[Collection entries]
//! Binary on-disk cache of precomputed solutions for single-alias
//! targets, keyed by (backled mode, frontled mode, potled mode, target,
//! three on/off bits). Built offline by the `overlap-solver-cache-builder`
//! binary; read here at solve time.
//!
//! Record format: 8 bytes per entry, big-endian `[u32 combo_index][u32
//! encoded_solution]`, sorted ascending by `combo_index` so a lookup can
//! stop scanning as soon as it passes the target index.

use std::fs::File;
use std::io::{self, BufReader, Read, Write};
use std::path::Path;
use std::sync::OnceLock;

use thiserror::Error;

use crate::bfs::{decode_digit_sequence, encode_digit_sequence};
use crate::catalog::{commands_for_relative_state, Command, BACKLED_MODES, FRONTLED_MODES, POTLED_MODES, RELATIVE_STATES};
use crate::state::State;
use crate::transition::is_solution;

#[derive(Debug, Error)]
pub enum CacheError {
    #[error("cache file I/O error: {0}")]
    Io(#[from] io::Error),
    #[error("malformed cache record (length not a multiple of 8 bytes)")]
    MalformedRecord,
}

/// Aliases the offline cache builder enumerates solutions for: every
/// mode of every device, every relative-state directive, and every
/// on/off toggle.
pub fn target_states() -> &'static [&'static str] {
    static CELL: OnceLock<Vec<&'static str>> = OnceLock::new();
    CELL.get_or_init(|| {
        let mut states = Vec::new();
        states.extend_from_slice(BACKLED_MODES);
        states.extend_from_slice(FRONTLED_MODES);
        states.extend_from_slice(POTLED_MODES);
        for &(a, _) in RELATIVE_STATES {
            states.push(a);
        }
        for &(_, b) in RELATIVE_STATES {
            states.push(b);
        }
        states.extend_from_slice(&[
            "backled off",
            "backled on",
            "frontled off",
            "frontled on",
            "potled off",
            "potled on",
        ]);
        states
    })
}

/// Targets never worth caching: these either aren't single fixed
/// solutions (play/pause toggles based on current state) or are the
/// one-off calibration special case handled outside the graph entirely.
const UNCACHEABLE_TARGETS: &[&str] = &[
    "frontled paused",
    "frontled unpaused",
    "frontled calibrate",
    "potled calibrate",
];

const DEVICE_TOGGLING_OPTIMIZATION: bool = true;

/// Only solutions that took longer than this to compute are worth
/// storing; anything faster is cheap enough to just solve again.
pub const CACHE_SLOWER_THAN_MS: u128 = 200;

/// Looks up a cached solution for a single-alias `target_state`, given
/// `initial_states` describing the starting configuration. Returns
/// `Ok(None)` on a cache miss or for a target this cache never stores.
pub fn get_cached(cache_path: &Path, initial_states: &[&str], target_state: &str) -> Result<Option<Vec<Command>>, CacheError> {
    if UNCACHEABLE_TARGETS.contains(&target_state) {
        return Ok(None);
    }

    let decoded_initial = State::new().read(initial_states);
    let decoded_desired = decoded_initial.read(&[target_state]);

    get_cached_internal(cache_path, &decoded_initial, &decoded_desired, target_state)
}

fn get_cached_internal(
    cache_path: &Path,
    initial: &State,
    desired: &State,
    target_state: &str,
) -> Result<Option<Vec<Command>>, CacheError> {
    if DEVICE_TOGGLING_OPTIMIZATION {
        if initial.backled_on == 1 && target_state != "backled off" && target_state != "backled on" {
            let mut new_initial = *initial;
            new_initial.backled_on = 0;
            let mut new_desired = *desired;
            new_desired.backled_on = 0;
            let candidate = get_cached_internal(cache_path, &new_initial, &new_desired, target_state)?;
            if candidate_solves(&candidate, initial, desired) {
                return Ok(candidate);
            }
        }
        if initial.frontled_on == 1 && target_state != "frontled off" && target_state != "frontled on" {
            let mut new_initial = *initial;
            new_initial.frontled_on = 0;
            let mut new_desired = *desired;
            new_desired.frontled_on = 0;
            let candidate = get_cached_internal(cache_path, &new_initial, &new_desired, target_state)?;
            if candidate_solves(&candidate, initial, desired) {
                return Ok(candidate);
            }
        }
        if initial.potled_on == 1 && target_state != "potled off" && target_state != "potled on" {
            let mut new_initial = *initial;
            new_initial.potled_on = 0;
            let mut new_desired = *desired;
            new_desired.potled_on = 0;
            let candidate = get_cached_internal(cache_path, &new_initial, &new_desired, target_state)?;
            if candidate_solves(&candidate, initial, desired) {
                return Ok(candidate);
            }
        }
    }

    get_cached_internal0(cache_path, initial, target_state)
}

fn candidate_solves(candidate: &Option<Vec<Command>>, initial: &State, desired: &State) -> bool {
    candidate.as_deref().is_some_and(|sol| is_solution(sol, initial, desired))
}

fn get_cached_internal0(cache_path: &Path, initial: &State, target_state: &str) -> Result<Option<Vec<Command>>, CacheError> {
    let target_index = match target_states().iter().position(|&s| s == target_state) {
        Some(i) => i as u64,
        None => return Ok(None),
    };
    let needle = encode_state_combination(initial, target_index);

    let file = match File::open(cache_path) {
        Ok(f) => f,
        Err(e) if e.kind() == io::ErrorKind::NotFound => return Ok(None),
        Err(e) => return Err(e.into()),
    };
    let mut reader = BufReader::new(file);
    let mut buf = [0u8; 8];
    loop {
        if !read_record(&mut reader, &mut buf)? {
            return Ok(None);
        }
        let index = u32::from_be_bytes(buf[0..4].try_into().unwrap()) as u64;
        if index == needle {
            let encoded = u32::from_be_bytes(buf[4..8].try_into().unwrap());
            return Ok(Some(decode_solution(encoded as u64)));
        }
        if index > needle {
            return Ok(None);
        }
    }
}

/// Fills `buf` with the next 8-byte record. Returns `Ok(false)` on a
/// clean end of file at a record boundary (a plain cache miss), and
/// `Err(CacheError::MalformedRecord)` if the file ends partway through
/// a record, which a well-formed cache (always written in whole
/// 8-byte records by [`append_records`]) should never do.
fn read_record(reader: &mut impl Read, buf: &mut [u8; 8]) -> Result<bool, CacheError> {
    let mut filled = 0;
    while filled < buf.len() {
        let n = reader.read(&mut buf[filled..])?;
        if n == 0 {
            return if filled == 0 { Ok(false) } else { Err(CacheError::MalformedRecord) };
        }
        filled += n;
    }
    Ok(true)
}

/// Packs an initial state + target alias into the cache's sort key.
pub fn encode_state_combination(initial: &State, target_index: u64) -> u64 {
    let mut index = 0u64;
    index = initial.backled_mode as u64 + index * BACKLED_MODES.len() as u64;
    index = initial.frontled_mode as u64 + index * FRONTLED_MODES.len() as u64;
    index = initial.potled_mode as u64 + index * POTLED_MODES.len() as u64;
    index = target_index + index * target_states().len() as u64;
    index = initial.backled_on as u64 + index * 2;
    index = initial.frontled_on as u64 + index * 2;
    index = initial.potled_on as u64 + index * 2;
    index
}

/// A solution is packed reversed (last step first) so the longest
/// realistic solutions still fit in 32 bits: the final steps in the
/// heuristic cascade's longest entries are low-valued commands.
pub fn encode_solution(solution: &[Command]) -> u64 {
    let reversed: Vec<u8> = solution.iter().rev().map(|c| c.index()).collect();
    encode_digit_sequence(&reversed)
}

pub fn decode_solution(encoded: u64) -> Vec<Command> {
    let mut indices = decode_digit_sequence(encoded);
    indices.reverse();
    indices
        .into_iter()
        .map(|i| Command::from_index(i).expect("cache only ever stores valid command indices"))
        .collect()
}

/// Initial solutions known without a graph search at all: the single-
/// command moves that directly realize a relative-state directive.
pub fn seed_candidates(target_state: &str) -> Vec<Vec<Command>> {
    commands_for_relative_state(target_state)
        .iter()
        .map(|&c| vec![c])
        .collect()
}

/// Appends pre-sorted `(combo_index, encoded_solution)` records to the
/// cache file, creating it if necessary. Used only by the offline cache
/// builder; ordering is the builder's responsibility; see DESIGN.md.
pub fn append_records(cache_path: &Path, records: &[(u32, u32)]) -> Result<(), CacheError> {
    let mut file = std::fs::OpenOptions::new().create(true).append(true).open(cache_path)?;
    for &(index, encoded) in records {
        file.write_all(&index.to_be_bytes())?;
        file.write_all(&encoded.to_be_bytes())?;
    }
    Ok(())
}

#[cfg(test)]
mod tests {
    use super::*;

    #[test]
    fn solution_codec_round_trips() {
        let solution = vec![Command::FrontDim, Command::BackOn, Command::FrontOnOff];
        let encoded = encode_solution(&solution);
        assert_eq!(decode_solution(encoded), solution);
    }

    #[test]
    fn solution_codec_round_trips_single() {
        let solution = vec![Command::BackUp];
        assert_eq!(decode_solution(encode_solution(&solution)), solution);
    }

    #[test]
    fn uncacheable_targets_short_circuit_without_touching_disk() {
        let missing = Path::new("/nonexistent/path/should/not/be/opened/cache.bin");
        let result = get_cached(missing, &["backled r", "frontled r", "potled r"], "frontled calibrate").unwrap();
        assert_eq!(result, None);
    }

    #[test]
    fn missing_cache_file_is_a_clean_miss() {
        let dir = tempfile::tempdir().unwrap();
        let path = dir.path().join("cache.bin");
        let result = get_cached(&path, &["backled r", "frontled r", "potled r"], "frontled r2").unwrap();
        assert_eq!(result, None);
    }

    #[test]
    fn lookup_finds_an_appended_record() {
        let dir = tempfile::tempdir().unwrap();
        let path = dir.path().join("cache.bin");

        let initial = State::new();
        let target_index = target_states().iter().position(|&s| s == "frontled r2").unwrap() as u64;
        let combo = encode_state_combination(&initial, target_index) as u32;
        let solution = vec![Command::FrontR2];
        let encoded = encode_solution(&solution) as u32;

        append_records(&path, &[(combo, encoded)]).unwrap();

        let found = get_cached(&path, &["backled r", "frontled r", "potled r"], "frontled r2").unwrap();
        assert_eq!(found, Some(solution));
    }

    #[test]
    fn truncated_trailing_record_is_reported_as_malformed() {
        let dir = tempfile::tempdir().unwrap();
        let path = dir.path().join("cache.bin");

        let initial = State::new();
        let target_index = target_states().iter().position(|&s| s == "frontled r2").unwrap() as u64;
        let combo = encode_state_combination(&initial, target_index) as u32;
        let solution = vec![Command::FrontR2];
        let encoded = encode_solution(&solution) as u32;
        append_records(&path, &[(combo, encoded)]).unwrap();

        // Append a partial record: a lone length-4 fragment with no
        // matching second half, as a crash mid-write might leave behind.
        let mut file = std::fs::OpenOptions::new().append(true).open(&path).unwrap();
        file.write_all(&[0u8; 5]).unwrap();
        drop(file);

        let err = get_cached(&path, &["backled r", "frontled r", "potled r"], "frontled g2").unwrap_err();
        assert!(matches!(err, CacheError::MalformedRecord));
    }
}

- [WHAT THIS TASK INVOLVES]: Copy, exactly and only, the lines above that begin with the one containing "#[derive(Debug, Error)]" and finish with the one containing "static CELL: OnceLock<Vec<&'static".

- [TASK ANSWER]:
#[derive(Debug, Error)]
pub enum CacheError {
    #[error("cache file I/O error: {0}")]
    Io(#[from] io::Error),
    #[error("malformed cache record (length not a multiple of 8 bytes)")]
    MalformedRecord,
}

/// Aliases the offline cache builder enumerates solutions for: every
/// mode of every device, every relative-state directive, and every
/// on/off toggle.
pub fn target_states() -> &'static [&'static str] {
    static CELL: OnceLock<Vec<&'static str>> = OnceLock::new();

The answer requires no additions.